**Problem requirements**:
Take the entries that follow and return exactly the lines from the one holding "filename crates/vmview-utils/src/logging.rs" through the one holding "on stdout (LLDB", both included. Nothing else is needed.

**Information provided**:
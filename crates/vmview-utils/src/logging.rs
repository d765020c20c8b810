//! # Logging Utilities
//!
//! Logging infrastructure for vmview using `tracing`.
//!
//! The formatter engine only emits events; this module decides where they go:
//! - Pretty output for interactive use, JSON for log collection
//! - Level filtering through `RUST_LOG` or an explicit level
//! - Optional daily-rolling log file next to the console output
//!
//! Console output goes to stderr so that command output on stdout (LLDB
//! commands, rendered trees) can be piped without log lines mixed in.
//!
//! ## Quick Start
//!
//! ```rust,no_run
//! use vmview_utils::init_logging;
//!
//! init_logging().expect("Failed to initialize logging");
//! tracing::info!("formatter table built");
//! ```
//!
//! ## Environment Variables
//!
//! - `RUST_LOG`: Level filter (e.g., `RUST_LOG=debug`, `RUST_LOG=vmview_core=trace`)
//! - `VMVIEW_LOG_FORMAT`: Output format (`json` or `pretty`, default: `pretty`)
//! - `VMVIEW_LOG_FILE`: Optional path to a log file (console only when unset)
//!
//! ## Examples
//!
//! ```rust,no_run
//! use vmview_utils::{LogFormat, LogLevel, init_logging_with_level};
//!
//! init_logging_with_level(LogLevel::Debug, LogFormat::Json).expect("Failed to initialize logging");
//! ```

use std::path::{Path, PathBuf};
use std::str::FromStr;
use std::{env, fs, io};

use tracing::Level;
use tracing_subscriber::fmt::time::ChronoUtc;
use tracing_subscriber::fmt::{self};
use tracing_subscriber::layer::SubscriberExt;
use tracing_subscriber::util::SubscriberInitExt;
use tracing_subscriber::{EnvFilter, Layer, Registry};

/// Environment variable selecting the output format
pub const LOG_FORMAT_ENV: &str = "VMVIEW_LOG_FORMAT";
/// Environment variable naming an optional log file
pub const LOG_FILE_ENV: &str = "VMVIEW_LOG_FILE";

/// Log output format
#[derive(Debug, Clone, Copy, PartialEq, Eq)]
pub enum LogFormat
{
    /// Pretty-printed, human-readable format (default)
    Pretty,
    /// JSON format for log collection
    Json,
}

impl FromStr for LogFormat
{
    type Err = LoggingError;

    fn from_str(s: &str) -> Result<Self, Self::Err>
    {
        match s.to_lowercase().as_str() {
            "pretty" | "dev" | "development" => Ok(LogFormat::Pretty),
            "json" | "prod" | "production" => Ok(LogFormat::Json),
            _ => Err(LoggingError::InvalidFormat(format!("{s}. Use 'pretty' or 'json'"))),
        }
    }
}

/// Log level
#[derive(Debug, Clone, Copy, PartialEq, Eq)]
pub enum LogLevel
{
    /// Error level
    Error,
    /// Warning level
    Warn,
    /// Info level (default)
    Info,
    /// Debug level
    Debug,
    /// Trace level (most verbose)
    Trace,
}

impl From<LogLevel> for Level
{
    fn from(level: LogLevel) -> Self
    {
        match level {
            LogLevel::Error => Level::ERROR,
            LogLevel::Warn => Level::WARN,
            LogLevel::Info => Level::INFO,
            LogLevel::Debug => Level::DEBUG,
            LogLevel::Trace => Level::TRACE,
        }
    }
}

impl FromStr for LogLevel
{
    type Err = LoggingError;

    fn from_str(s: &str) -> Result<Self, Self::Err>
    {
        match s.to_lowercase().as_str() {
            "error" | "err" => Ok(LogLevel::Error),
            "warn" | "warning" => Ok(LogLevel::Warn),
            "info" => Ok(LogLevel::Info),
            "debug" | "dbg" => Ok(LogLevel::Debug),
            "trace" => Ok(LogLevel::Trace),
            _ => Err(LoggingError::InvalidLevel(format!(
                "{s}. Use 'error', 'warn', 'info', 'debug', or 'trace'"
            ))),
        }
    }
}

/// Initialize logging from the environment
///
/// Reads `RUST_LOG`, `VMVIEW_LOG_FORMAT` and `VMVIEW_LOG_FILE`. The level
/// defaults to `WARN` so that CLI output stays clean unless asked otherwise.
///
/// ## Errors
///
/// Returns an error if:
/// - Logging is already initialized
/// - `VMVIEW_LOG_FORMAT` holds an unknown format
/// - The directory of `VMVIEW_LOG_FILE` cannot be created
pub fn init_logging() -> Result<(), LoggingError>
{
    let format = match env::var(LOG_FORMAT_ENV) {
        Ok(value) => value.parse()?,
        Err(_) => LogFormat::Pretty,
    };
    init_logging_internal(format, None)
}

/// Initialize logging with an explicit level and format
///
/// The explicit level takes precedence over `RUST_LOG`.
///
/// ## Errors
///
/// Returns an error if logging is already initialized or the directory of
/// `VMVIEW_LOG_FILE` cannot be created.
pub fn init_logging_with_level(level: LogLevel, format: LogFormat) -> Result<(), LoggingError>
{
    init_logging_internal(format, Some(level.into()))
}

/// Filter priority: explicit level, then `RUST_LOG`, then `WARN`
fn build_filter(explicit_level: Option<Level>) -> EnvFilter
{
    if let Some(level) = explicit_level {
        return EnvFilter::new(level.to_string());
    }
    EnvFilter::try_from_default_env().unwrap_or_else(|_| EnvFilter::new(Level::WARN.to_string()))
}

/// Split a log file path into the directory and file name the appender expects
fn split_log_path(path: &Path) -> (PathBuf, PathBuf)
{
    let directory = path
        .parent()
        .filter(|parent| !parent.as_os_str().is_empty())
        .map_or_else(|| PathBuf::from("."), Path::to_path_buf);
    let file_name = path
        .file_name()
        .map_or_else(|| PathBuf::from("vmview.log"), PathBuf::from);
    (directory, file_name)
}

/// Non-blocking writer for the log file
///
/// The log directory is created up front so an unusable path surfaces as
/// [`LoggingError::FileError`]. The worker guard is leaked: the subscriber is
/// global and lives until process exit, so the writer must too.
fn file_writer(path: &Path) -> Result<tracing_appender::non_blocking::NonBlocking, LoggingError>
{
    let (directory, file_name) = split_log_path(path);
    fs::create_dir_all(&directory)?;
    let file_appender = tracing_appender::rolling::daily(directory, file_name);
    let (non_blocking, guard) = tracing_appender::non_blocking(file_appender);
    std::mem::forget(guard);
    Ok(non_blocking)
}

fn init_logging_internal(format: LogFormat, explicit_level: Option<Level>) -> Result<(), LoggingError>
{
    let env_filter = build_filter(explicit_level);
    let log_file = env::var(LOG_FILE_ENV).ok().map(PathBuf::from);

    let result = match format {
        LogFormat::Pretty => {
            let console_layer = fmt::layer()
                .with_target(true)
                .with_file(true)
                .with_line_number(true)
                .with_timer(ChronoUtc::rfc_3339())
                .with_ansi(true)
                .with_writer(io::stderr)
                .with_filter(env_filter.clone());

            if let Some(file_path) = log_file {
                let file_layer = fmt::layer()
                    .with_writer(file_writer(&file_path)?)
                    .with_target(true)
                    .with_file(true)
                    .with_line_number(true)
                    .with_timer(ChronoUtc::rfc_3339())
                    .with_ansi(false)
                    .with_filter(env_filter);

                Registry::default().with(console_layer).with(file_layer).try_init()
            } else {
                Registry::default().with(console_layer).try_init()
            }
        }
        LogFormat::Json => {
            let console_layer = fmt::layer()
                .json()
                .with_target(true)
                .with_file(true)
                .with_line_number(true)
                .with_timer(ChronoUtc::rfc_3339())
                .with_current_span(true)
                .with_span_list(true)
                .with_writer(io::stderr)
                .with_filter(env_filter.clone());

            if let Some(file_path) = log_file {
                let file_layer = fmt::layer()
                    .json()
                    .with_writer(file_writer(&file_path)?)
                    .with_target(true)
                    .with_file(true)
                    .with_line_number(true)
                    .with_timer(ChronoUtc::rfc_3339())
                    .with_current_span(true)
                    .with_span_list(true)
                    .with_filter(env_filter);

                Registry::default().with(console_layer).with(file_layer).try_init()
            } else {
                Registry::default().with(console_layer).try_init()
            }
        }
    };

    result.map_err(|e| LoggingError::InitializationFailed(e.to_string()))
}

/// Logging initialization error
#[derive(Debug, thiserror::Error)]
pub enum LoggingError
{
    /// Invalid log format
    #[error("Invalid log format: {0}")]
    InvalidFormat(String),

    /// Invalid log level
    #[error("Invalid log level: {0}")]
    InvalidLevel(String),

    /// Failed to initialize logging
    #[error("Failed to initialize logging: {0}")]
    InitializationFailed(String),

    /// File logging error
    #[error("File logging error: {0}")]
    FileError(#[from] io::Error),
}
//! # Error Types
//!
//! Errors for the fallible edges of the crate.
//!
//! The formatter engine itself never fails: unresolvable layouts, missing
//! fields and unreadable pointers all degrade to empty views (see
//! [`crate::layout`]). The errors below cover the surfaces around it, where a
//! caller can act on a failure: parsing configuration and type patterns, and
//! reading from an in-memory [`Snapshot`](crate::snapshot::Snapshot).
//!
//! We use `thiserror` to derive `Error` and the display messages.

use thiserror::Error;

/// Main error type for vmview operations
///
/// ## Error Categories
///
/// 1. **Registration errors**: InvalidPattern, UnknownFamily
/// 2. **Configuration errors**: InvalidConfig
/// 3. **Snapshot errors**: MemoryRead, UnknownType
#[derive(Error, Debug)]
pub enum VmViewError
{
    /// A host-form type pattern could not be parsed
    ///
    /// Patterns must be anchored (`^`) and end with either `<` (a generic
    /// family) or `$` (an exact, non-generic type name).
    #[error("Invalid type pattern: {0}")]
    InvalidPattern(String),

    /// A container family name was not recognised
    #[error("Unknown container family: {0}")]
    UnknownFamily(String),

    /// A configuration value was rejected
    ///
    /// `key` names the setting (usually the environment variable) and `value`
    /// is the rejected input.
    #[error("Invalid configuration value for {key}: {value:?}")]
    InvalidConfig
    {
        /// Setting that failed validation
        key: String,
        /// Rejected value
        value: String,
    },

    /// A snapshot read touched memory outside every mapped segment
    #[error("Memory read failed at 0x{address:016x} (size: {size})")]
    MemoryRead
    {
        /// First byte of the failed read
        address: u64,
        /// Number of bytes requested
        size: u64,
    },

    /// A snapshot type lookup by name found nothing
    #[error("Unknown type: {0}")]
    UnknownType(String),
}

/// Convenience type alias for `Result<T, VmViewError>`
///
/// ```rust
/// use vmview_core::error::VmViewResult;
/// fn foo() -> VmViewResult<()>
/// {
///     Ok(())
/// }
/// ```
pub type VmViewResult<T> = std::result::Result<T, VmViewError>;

--

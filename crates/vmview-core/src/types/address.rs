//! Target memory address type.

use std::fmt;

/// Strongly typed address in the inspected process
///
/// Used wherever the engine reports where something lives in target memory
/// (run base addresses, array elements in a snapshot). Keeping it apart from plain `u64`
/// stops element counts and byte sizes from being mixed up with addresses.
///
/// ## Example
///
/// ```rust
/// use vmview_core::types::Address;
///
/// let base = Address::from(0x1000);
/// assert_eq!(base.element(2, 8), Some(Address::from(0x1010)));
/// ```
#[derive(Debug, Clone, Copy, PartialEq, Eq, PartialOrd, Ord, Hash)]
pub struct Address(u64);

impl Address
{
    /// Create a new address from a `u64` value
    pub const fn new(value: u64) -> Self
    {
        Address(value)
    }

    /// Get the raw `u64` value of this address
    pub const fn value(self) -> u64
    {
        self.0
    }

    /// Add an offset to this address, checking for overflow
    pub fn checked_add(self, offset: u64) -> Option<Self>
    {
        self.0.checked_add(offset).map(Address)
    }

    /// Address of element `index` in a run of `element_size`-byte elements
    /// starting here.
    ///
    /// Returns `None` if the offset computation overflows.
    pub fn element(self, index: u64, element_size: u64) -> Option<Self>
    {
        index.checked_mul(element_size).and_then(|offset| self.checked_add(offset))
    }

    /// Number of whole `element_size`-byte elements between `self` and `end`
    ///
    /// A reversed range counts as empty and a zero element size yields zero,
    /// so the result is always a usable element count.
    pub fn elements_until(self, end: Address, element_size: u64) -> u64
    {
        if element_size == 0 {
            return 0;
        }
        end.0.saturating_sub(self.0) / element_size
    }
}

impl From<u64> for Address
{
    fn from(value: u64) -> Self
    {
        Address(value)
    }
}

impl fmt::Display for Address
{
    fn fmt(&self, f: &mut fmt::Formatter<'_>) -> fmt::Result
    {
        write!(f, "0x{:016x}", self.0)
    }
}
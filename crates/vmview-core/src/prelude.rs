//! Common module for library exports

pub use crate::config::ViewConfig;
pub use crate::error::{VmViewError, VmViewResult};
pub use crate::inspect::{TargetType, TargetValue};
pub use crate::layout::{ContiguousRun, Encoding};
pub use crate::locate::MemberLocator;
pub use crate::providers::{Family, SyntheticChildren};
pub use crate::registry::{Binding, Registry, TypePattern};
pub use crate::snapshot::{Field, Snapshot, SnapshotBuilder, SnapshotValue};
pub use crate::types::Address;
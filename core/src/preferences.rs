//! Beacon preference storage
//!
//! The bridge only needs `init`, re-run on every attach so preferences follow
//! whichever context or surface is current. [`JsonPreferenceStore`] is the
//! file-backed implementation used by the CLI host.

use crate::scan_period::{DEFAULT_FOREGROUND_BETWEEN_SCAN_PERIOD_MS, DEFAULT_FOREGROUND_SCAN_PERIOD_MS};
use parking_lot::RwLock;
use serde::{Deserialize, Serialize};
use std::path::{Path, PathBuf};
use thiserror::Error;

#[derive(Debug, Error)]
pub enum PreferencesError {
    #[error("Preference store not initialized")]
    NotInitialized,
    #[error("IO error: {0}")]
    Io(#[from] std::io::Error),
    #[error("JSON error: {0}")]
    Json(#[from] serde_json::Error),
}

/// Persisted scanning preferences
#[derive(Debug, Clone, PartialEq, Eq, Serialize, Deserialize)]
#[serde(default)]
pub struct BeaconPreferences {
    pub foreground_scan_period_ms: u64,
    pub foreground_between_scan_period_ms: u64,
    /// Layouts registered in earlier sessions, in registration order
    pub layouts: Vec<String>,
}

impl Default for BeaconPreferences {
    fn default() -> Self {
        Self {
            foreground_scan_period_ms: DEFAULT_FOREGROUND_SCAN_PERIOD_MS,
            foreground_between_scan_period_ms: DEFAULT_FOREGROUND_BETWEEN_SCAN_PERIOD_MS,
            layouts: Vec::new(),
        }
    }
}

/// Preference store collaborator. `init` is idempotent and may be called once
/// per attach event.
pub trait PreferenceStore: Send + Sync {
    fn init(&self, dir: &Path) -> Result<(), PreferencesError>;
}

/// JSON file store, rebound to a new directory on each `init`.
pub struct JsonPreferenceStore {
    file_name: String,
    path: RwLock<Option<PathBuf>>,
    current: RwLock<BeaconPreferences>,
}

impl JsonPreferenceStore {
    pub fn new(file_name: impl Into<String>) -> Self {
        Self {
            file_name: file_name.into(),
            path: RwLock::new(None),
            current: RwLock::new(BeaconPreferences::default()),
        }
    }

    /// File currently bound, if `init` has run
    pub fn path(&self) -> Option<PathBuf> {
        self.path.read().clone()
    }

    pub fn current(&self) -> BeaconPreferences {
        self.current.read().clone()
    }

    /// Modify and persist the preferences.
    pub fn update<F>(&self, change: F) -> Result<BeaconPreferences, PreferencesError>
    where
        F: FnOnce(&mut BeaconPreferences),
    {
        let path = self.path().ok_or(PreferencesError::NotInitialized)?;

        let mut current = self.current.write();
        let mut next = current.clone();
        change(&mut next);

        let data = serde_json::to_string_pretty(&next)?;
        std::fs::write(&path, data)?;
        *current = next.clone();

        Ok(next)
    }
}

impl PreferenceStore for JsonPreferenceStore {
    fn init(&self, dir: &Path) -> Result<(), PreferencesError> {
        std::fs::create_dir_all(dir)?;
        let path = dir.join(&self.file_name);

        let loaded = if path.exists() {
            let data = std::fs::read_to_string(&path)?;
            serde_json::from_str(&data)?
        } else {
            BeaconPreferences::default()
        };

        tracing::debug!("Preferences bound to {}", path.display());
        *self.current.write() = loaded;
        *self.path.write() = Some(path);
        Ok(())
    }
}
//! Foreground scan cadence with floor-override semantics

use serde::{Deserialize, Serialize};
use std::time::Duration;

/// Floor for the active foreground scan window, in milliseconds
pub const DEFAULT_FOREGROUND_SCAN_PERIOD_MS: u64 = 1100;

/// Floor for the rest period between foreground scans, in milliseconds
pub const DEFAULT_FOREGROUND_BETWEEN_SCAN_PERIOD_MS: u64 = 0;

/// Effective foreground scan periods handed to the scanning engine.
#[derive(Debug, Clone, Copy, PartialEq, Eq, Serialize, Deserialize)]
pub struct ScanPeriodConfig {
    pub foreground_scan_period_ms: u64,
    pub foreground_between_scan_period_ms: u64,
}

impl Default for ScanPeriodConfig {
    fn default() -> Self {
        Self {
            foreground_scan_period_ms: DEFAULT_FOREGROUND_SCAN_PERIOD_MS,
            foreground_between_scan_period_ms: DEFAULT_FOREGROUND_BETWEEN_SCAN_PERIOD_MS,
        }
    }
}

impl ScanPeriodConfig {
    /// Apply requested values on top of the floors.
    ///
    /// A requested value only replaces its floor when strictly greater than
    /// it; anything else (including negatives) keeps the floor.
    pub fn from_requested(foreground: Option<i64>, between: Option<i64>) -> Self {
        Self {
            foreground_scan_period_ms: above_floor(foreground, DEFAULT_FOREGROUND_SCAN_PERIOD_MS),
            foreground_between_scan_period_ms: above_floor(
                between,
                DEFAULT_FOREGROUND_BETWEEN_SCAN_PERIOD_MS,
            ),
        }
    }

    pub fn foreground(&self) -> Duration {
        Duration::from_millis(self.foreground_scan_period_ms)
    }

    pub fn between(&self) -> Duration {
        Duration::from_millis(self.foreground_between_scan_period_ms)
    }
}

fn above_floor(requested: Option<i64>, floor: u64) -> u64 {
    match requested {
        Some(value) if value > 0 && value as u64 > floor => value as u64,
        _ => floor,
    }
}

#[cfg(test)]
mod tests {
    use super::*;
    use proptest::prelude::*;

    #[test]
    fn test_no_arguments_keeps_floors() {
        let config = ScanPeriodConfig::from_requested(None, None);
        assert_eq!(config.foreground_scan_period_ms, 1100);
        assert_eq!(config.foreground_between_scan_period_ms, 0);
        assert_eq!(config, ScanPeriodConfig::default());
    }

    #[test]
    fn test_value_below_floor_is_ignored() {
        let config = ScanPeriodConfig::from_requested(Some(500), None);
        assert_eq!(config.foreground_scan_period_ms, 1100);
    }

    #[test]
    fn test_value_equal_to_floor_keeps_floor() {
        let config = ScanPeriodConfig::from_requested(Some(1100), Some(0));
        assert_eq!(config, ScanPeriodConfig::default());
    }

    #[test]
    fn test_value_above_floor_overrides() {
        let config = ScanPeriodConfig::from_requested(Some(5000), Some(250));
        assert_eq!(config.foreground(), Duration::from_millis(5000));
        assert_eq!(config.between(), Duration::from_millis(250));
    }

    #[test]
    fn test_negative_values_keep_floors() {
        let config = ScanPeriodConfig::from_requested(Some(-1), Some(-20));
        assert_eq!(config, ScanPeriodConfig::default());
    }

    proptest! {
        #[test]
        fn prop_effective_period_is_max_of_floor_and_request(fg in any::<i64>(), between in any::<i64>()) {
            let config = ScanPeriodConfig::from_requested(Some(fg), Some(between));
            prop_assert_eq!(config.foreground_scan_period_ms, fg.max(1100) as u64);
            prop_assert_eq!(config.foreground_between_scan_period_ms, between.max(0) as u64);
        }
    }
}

---

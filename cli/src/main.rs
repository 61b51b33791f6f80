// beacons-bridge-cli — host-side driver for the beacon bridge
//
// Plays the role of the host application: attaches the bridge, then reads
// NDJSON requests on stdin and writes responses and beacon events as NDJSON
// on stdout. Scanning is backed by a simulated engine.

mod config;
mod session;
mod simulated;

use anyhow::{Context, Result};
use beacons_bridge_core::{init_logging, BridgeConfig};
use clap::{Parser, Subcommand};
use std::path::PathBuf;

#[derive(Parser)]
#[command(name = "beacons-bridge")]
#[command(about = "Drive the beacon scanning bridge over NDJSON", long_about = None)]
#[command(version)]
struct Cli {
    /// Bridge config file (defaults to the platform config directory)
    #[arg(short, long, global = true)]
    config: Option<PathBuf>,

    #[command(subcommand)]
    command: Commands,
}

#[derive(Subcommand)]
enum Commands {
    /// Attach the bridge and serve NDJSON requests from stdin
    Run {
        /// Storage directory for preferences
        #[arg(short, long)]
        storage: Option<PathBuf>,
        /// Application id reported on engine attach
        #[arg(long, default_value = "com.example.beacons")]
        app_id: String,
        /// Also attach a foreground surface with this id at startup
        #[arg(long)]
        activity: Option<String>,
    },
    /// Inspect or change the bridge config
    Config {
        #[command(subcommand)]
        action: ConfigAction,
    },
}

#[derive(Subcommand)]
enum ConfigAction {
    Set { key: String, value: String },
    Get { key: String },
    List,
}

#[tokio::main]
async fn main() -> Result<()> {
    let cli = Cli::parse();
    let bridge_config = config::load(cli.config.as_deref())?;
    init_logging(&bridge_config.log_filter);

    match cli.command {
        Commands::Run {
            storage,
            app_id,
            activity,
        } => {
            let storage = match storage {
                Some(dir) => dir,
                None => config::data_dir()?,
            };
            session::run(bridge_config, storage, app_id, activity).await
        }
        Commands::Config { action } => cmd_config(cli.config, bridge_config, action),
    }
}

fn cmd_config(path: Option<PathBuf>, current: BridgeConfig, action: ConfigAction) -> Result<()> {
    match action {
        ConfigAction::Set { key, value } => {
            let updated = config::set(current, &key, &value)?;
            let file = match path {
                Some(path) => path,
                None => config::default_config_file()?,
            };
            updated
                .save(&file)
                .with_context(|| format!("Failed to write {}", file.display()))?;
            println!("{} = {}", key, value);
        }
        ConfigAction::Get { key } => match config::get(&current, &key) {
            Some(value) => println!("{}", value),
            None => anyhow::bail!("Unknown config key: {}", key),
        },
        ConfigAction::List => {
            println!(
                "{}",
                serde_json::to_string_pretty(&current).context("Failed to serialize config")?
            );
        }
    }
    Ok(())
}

**Finished task**:
filename crates/vmview-utils/src/logging.rs
repository d765020c20c8b810
//! # Logging Utilities
//!
//! Logging infrastructure for vmview using `tracing`.
//!
//! The formatter engine only emits events; this module decides where they go:
//! - Pretty output for interactive use, JSON for log collection
//! - Level filtering through `RUST_LOG` or an explicit level
//! - Optional daily-rolling log file next to the console output
//!
//! Console output goes to stderr so that command output on stdout (LLDB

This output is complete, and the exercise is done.